##### THE INPUT #####
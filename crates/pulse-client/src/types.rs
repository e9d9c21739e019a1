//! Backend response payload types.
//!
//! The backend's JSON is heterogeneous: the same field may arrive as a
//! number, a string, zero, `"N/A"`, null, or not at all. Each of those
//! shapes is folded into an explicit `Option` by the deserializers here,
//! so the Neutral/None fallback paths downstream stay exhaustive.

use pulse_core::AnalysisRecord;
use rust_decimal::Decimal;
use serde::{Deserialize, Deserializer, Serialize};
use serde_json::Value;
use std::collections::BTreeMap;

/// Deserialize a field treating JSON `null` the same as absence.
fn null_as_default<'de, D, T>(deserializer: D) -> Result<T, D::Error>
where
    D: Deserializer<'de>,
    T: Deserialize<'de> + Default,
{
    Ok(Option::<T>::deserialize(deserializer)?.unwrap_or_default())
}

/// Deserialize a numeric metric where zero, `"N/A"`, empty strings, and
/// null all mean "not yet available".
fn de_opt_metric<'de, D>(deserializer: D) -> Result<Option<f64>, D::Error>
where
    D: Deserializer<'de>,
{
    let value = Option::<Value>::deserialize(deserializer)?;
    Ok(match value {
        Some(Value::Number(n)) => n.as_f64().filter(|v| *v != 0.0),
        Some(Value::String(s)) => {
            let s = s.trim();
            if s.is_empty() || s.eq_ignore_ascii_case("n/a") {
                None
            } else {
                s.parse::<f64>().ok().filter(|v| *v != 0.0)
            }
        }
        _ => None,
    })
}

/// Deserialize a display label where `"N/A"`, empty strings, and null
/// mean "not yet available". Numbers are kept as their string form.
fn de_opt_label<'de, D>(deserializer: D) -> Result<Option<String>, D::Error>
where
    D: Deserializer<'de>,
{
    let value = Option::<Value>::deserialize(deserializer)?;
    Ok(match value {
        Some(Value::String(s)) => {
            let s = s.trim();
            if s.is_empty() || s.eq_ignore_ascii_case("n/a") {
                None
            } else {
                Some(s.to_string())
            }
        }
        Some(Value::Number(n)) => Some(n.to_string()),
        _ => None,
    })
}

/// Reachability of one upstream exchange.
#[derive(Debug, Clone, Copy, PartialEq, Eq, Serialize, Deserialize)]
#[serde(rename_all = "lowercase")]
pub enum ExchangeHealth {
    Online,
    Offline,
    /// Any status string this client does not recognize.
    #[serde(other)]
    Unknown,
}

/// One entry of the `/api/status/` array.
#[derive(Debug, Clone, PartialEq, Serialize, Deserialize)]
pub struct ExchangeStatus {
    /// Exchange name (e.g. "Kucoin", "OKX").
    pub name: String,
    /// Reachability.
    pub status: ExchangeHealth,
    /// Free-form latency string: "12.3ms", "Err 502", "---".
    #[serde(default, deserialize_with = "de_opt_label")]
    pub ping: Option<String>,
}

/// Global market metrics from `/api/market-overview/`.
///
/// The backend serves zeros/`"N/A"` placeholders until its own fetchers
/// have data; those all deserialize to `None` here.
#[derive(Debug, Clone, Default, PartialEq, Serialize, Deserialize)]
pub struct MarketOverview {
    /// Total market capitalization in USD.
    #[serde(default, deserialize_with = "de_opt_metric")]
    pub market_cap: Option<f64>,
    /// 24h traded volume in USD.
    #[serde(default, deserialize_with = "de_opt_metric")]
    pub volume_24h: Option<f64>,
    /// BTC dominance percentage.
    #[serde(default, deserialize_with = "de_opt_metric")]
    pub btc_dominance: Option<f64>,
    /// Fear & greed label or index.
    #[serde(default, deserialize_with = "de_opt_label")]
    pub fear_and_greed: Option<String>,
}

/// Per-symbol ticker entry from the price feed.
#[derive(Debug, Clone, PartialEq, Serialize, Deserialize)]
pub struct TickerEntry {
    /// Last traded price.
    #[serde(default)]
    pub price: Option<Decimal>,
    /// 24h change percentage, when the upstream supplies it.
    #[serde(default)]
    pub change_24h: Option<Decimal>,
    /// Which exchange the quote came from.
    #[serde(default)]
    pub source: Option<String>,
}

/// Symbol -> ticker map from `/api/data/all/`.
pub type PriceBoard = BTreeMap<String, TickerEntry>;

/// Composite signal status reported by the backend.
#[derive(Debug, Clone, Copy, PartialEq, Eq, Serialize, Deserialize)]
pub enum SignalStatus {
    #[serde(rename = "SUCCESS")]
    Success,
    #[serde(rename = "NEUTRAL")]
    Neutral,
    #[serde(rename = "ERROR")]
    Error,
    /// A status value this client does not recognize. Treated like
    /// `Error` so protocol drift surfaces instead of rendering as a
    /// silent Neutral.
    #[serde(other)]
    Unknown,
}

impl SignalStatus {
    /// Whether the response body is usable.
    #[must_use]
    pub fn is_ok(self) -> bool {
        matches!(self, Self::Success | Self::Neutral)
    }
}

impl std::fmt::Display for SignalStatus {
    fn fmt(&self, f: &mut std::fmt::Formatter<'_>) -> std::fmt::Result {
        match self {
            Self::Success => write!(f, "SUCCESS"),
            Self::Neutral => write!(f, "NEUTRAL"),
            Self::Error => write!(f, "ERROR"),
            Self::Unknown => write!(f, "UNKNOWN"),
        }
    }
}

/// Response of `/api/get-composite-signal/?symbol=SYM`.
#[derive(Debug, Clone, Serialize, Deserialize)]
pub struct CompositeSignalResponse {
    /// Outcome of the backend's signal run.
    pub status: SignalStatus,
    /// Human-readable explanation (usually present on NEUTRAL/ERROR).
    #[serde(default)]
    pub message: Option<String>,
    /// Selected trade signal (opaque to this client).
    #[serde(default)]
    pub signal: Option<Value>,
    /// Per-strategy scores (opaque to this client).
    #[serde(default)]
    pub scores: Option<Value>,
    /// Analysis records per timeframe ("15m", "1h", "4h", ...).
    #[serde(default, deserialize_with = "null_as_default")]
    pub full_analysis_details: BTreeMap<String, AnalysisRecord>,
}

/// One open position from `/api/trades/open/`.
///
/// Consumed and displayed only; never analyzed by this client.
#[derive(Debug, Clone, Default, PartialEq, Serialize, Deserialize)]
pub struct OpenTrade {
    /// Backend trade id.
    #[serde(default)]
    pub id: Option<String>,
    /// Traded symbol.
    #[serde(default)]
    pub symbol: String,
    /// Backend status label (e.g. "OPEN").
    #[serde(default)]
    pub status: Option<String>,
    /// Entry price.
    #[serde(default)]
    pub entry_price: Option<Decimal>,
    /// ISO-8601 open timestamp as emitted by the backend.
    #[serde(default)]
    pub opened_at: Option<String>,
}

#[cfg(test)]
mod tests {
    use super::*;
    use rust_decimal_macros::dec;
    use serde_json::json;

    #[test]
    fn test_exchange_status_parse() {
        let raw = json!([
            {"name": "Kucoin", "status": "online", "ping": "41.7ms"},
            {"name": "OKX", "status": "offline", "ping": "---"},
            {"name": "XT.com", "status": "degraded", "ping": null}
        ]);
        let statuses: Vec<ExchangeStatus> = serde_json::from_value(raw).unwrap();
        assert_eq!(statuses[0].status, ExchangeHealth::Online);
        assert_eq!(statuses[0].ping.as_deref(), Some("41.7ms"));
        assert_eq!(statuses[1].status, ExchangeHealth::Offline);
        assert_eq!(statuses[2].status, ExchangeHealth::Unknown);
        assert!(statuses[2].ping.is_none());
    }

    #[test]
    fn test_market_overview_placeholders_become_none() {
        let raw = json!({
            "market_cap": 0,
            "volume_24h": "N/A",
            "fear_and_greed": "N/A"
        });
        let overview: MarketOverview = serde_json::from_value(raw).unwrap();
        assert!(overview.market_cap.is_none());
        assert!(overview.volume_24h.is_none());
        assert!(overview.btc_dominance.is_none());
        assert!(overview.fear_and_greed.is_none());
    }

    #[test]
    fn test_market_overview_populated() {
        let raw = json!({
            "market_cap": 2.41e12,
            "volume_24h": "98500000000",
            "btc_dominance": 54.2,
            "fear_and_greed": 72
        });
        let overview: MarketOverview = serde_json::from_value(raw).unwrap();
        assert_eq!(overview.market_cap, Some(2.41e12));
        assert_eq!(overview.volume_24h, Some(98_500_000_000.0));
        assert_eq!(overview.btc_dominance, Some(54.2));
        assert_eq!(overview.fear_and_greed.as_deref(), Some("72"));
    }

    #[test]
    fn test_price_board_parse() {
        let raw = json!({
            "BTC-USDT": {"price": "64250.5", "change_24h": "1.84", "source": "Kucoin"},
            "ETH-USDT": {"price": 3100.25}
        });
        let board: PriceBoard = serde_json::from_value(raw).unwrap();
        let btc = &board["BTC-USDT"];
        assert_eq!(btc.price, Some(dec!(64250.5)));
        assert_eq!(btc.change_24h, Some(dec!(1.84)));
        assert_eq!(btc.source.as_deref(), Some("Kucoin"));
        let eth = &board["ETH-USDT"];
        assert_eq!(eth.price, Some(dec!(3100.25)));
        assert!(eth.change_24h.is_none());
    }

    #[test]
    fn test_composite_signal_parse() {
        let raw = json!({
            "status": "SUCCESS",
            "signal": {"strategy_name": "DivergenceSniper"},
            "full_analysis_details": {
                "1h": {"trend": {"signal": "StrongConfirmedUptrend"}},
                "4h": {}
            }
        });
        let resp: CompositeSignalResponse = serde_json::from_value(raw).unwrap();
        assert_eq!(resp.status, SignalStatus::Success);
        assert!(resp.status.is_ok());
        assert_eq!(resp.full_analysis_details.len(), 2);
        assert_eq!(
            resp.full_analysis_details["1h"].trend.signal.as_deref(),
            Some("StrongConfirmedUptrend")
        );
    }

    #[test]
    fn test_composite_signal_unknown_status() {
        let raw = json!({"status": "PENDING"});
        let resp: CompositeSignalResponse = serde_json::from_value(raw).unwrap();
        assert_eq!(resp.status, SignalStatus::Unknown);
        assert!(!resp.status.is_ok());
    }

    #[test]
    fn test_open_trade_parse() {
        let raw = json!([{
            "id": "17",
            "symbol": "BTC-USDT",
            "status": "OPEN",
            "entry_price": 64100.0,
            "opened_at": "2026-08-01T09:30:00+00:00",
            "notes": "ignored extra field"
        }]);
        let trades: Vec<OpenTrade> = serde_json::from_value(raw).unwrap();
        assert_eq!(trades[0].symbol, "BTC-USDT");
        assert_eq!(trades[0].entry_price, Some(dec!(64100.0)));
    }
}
#####
##### THE INPUT #####
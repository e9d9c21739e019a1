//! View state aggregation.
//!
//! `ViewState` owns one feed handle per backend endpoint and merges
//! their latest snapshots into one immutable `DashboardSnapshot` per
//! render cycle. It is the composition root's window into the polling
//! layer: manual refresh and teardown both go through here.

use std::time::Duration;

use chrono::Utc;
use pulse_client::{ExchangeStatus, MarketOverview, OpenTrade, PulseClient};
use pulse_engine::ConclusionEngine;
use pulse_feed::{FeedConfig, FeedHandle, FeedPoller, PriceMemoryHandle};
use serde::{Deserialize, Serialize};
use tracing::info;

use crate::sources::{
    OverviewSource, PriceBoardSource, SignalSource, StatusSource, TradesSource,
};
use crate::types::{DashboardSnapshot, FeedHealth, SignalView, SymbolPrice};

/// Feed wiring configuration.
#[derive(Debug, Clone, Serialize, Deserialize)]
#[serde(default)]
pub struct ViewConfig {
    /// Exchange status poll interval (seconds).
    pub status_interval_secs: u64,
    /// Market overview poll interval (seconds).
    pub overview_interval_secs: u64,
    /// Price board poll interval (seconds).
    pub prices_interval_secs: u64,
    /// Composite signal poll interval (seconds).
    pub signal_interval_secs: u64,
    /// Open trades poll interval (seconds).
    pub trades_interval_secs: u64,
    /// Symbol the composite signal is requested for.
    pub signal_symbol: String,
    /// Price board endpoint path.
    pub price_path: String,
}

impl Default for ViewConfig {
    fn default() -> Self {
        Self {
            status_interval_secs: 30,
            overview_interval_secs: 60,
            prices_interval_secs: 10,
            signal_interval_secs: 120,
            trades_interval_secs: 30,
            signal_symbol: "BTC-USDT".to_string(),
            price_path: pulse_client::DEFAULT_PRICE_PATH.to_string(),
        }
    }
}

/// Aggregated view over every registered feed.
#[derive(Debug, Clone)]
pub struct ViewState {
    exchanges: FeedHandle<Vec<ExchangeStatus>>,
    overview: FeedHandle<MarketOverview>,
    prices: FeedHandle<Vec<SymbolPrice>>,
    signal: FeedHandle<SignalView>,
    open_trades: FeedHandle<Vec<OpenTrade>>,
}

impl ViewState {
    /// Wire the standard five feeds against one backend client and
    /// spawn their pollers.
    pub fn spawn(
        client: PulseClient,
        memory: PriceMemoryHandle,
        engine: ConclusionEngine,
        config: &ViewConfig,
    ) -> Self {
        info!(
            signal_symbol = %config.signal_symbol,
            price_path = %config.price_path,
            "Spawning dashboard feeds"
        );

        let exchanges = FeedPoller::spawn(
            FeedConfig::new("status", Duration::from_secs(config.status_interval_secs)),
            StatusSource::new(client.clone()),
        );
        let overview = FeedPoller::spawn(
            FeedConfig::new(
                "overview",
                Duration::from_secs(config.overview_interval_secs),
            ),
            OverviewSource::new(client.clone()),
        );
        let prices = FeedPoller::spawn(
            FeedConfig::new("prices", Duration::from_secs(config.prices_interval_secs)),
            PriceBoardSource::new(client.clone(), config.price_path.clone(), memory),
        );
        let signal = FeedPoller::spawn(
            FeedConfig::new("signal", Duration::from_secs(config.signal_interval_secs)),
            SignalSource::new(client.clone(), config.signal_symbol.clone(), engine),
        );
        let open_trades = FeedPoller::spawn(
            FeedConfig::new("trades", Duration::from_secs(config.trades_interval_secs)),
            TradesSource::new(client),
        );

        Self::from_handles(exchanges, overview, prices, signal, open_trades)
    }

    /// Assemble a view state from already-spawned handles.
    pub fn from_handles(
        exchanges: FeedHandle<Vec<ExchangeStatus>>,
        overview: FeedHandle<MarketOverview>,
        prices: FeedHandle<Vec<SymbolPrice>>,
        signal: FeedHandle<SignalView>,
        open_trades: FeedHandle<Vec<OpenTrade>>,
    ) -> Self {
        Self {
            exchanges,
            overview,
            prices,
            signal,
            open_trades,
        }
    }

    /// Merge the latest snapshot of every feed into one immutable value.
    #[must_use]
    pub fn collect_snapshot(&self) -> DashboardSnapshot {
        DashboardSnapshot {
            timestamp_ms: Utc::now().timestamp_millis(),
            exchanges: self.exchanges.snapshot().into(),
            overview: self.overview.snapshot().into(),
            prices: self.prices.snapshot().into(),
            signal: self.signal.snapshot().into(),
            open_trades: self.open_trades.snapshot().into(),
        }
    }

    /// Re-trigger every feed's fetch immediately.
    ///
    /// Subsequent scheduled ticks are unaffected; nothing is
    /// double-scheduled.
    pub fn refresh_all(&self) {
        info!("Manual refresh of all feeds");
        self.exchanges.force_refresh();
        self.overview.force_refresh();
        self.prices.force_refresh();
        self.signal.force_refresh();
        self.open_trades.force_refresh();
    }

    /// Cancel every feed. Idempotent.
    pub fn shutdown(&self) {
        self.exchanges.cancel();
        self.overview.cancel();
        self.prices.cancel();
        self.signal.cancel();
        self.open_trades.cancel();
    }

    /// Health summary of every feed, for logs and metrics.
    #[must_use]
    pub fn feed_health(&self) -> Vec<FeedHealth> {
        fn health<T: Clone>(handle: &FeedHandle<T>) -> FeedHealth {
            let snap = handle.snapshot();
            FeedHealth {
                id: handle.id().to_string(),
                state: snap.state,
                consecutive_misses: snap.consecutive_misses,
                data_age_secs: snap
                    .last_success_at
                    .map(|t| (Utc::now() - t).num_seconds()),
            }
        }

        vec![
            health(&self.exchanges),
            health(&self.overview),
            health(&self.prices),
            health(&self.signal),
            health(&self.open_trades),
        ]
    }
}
#####
■ INSTRUCTIONS FOR THE TASK ■
Find and copy every line in the entries above where the string "USDT" occurs.

■ RESULT ■
            "BTC-USDT": {"price": "64250.5", "change_24h": "1.84", "source": "Kucoin"},
            "ETH-USDT": {"price": 3100.25}
        let btc = &board["BTC-USDT"];
        let eth = &board["ETH-USDT"];
            "symbol": "BTC-USDT",
        assert_eq!(trades[0].symbol, "BTC-USDT");
            signal_symbol: "BTC-USDT".to_string(),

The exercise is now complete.